> What is needed:
Search the records below for the word "ForwardingUpdater". Pull out each line that has it.

*** Data for this exercise ***

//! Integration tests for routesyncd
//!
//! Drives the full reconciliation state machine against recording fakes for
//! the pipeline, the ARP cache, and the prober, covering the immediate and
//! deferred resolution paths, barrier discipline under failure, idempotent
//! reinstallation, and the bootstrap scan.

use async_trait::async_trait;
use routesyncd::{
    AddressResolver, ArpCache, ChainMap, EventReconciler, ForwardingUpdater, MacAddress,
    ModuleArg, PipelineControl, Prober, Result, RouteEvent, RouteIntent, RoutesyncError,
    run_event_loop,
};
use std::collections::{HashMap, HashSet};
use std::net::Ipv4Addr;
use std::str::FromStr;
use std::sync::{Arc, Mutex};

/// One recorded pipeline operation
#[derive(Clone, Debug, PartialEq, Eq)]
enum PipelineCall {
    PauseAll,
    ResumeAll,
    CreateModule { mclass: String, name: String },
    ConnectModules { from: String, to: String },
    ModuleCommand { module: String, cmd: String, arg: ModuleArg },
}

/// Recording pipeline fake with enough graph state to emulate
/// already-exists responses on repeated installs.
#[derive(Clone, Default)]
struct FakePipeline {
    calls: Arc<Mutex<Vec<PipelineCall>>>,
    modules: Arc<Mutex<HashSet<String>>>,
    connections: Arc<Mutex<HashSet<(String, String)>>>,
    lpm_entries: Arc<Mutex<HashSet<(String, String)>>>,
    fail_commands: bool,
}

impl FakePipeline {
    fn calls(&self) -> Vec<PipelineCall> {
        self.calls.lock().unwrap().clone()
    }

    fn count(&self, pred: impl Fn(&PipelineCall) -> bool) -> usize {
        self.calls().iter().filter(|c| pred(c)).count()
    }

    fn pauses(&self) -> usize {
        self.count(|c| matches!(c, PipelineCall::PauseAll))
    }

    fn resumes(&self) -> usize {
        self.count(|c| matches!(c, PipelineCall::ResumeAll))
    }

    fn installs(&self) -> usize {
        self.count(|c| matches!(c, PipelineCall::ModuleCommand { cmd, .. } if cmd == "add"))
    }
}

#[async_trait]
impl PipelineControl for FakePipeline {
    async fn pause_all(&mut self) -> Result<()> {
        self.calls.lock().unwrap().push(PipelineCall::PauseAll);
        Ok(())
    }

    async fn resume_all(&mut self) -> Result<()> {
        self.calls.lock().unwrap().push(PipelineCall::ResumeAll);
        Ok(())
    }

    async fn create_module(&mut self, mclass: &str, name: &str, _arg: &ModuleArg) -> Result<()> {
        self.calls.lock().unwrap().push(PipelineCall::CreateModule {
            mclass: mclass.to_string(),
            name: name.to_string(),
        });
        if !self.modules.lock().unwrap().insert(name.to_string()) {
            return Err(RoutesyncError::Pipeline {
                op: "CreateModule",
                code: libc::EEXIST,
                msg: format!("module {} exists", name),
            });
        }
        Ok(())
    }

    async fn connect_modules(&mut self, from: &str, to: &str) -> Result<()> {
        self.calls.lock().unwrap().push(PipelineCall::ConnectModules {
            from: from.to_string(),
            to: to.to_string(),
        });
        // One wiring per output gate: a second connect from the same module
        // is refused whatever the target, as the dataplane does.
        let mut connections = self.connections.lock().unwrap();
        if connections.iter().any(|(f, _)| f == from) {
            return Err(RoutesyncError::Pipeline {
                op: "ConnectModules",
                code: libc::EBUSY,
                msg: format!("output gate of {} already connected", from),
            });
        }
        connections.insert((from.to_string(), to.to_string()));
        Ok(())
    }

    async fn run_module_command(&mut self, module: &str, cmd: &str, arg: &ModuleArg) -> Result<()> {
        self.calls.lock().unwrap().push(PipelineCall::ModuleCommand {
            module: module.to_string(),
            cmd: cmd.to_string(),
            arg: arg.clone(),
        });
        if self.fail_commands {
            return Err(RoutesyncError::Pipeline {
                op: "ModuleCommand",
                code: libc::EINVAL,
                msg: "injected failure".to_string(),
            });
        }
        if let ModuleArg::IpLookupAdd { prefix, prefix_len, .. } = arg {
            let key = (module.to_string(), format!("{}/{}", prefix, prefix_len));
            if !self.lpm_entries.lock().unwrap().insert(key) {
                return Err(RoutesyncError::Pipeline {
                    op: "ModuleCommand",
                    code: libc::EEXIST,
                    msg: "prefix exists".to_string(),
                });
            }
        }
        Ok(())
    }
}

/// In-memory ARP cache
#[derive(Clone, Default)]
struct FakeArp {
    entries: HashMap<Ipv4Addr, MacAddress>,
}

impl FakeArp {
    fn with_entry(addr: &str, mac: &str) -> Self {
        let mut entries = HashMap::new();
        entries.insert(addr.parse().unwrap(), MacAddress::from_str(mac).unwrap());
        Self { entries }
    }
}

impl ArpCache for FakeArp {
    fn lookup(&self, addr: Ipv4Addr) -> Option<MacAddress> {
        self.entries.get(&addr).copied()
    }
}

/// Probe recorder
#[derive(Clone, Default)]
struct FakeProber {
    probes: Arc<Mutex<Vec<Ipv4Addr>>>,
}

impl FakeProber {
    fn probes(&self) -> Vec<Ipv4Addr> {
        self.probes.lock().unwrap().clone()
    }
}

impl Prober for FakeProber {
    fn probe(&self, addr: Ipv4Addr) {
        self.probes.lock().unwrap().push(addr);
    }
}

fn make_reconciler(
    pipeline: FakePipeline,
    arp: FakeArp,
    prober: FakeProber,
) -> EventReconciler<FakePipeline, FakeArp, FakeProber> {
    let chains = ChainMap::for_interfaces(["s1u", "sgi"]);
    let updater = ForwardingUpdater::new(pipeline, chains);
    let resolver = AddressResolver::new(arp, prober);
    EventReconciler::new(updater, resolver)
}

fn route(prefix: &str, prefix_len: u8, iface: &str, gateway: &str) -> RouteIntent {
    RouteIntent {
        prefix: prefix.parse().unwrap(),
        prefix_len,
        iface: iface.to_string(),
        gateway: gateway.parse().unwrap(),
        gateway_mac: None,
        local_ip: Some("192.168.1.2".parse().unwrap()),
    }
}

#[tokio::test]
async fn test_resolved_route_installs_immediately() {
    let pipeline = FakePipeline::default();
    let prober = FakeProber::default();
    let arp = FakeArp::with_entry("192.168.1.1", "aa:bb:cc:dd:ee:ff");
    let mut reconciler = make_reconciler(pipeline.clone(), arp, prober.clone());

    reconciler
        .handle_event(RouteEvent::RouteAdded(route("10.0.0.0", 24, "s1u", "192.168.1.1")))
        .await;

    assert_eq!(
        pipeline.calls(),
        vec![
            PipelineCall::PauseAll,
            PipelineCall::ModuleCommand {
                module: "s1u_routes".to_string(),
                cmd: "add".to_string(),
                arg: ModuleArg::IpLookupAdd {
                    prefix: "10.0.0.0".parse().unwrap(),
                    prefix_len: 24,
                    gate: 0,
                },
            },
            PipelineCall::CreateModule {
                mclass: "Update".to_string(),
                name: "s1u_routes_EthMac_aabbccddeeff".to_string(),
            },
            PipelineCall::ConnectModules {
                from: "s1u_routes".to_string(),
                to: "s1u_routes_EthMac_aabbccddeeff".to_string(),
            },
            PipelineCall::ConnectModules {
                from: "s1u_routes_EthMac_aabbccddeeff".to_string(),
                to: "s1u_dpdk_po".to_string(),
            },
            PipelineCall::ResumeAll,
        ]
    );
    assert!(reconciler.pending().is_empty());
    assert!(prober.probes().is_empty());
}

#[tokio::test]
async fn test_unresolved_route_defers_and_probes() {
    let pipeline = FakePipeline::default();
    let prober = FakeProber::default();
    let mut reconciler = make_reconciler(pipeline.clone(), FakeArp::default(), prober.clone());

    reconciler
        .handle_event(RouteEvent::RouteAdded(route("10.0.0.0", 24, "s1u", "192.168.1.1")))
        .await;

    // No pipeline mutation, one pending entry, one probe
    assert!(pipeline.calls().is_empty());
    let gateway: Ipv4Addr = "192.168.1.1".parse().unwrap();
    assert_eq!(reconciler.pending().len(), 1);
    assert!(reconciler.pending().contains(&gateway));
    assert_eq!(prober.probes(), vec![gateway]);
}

*** End of Data for this exercise ***
*** Data for this exercise ***

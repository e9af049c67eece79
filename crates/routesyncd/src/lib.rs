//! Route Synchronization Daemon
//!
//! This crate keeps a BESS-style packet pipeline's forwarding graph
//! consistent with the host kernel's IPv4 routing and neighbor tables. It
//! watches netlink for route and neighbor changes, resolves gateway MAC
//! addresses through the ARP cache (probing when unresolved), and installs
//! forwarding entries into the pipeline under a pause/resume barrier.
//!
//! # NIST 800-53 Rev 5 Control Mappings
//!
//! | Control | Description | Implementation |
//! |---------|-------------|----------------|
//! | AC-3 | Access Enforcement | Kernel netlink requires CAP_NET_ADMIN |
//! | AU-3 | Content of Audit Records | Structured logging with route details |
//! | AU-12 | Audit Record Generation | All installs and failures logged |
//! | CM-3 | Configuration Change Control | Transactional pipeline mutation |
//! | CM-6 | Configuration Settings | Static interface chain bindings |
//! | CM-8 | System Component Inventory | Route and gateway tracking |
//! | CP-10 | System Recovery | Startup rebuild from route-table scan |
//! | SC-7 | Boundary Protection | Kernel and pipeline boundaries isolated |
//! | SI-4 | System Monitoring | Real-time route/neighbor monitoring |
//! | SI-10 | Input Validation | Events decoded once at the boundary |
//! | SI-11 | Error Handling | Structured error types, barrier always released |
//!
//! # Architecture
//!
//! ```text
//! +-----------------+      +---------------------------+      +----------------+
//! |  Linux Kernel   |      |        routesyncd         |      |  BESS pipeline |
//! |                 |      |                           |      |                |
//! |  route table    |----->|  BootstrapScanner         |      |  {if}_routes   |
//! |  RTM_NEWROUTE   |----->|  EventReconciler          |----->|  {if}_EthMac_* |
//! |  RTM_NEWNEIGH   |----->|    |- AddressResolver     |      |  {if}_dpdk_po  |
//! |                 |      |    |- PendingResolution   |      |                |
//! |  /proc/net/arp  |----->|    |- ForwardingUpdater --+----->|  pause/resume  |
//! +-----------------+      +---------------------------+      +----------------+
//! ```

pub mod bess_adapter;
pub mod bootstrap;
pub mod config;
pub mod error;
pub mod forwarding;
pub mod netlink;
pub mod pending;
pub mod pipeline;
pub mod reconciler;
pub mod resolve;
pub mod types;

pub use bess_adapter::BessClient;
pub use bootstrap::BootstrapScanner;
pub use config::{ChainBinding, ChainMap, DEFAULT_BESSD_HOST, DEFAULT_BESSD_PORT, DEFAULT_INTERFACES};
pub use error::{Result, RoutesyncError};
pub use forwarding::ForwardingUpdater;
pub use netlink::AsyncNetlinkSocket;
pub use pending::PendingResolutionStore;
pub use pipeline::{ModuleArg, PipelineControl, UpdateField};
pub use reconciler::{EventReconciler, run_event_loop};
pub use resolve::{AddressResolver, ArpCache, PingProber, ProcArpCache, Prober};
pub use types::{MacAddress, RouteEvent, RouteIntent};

*** End of Data for this exercise ***

> Answer to this task:
    AddressResolver, ArpCache, ChainMap, EventReconciler, ForwardingUpdater, MacAddress,
    let updater = ForwardingUpdater::new(pipeline, chains);
//! |  /proc/net/arp  |----->|    |- ForwardingUpdater --+----->|  pause/resume  |
pub use forwarding::ForwardingUpdater;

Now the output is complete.